After locating the line that contains "mod exception;", restate it and each later line word for word through the end of the records.

*** Opening AVAILABLE RECORDS ***

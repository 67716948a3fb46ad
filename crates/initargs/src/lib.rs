#![doc = include_str!("../../../README.md")]

mod args;
mod capture;
mod exception;
mod object;
pub mod pickle;
mod serializable;
mod signature;
pub mod tracer;

pub use crate::{
    args::{CallArgs, Locals},
    capture::{OmitPolicy, reconcile, reconcile_traced},
    exception::{CaptureError, CaptureResult, ExcType},
    object::{ConversionError, DictPairs, Object},
    pickle::Registry,
    serializable::{InitArgs, ReconstructFn, Reduced, Serializable, StateDict, from_object, reconstruct},
    signature::{Param, ParamKind, Signature, SignatureBuilder},
    tracer::{CaptureTracer, NoopTracer, RecordingTracer, StderrTracer, TraceEvent},
};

*** Closing AVAILABLE RECORDS ***

EXERCISE OUTPUT:
mod exception;
mod object;
pub mod pickle;
mod serializable;
mod signature;
pub mod tracer;

pub use crate::{
    args::{CallArgs, Locals},
    capture::{OmitPolicy, reconcile, reconcile_traced},
    exception::{CaptureError, CaptureResult, ExcType},
    object::{ConversionError, DictPairs, Object},
    pickle::Registry,
    serializable::{InitArgs, ReconstructFn, Reduced, Serializable, StateDict, from_object, reconstruct},
    signature::{Param, ParamKind, Signature, SignatureBuilder},
    tracer::{CaptureTracer, NoopTracer, RecordingTracer, StderrTracer, TraceEvent},
};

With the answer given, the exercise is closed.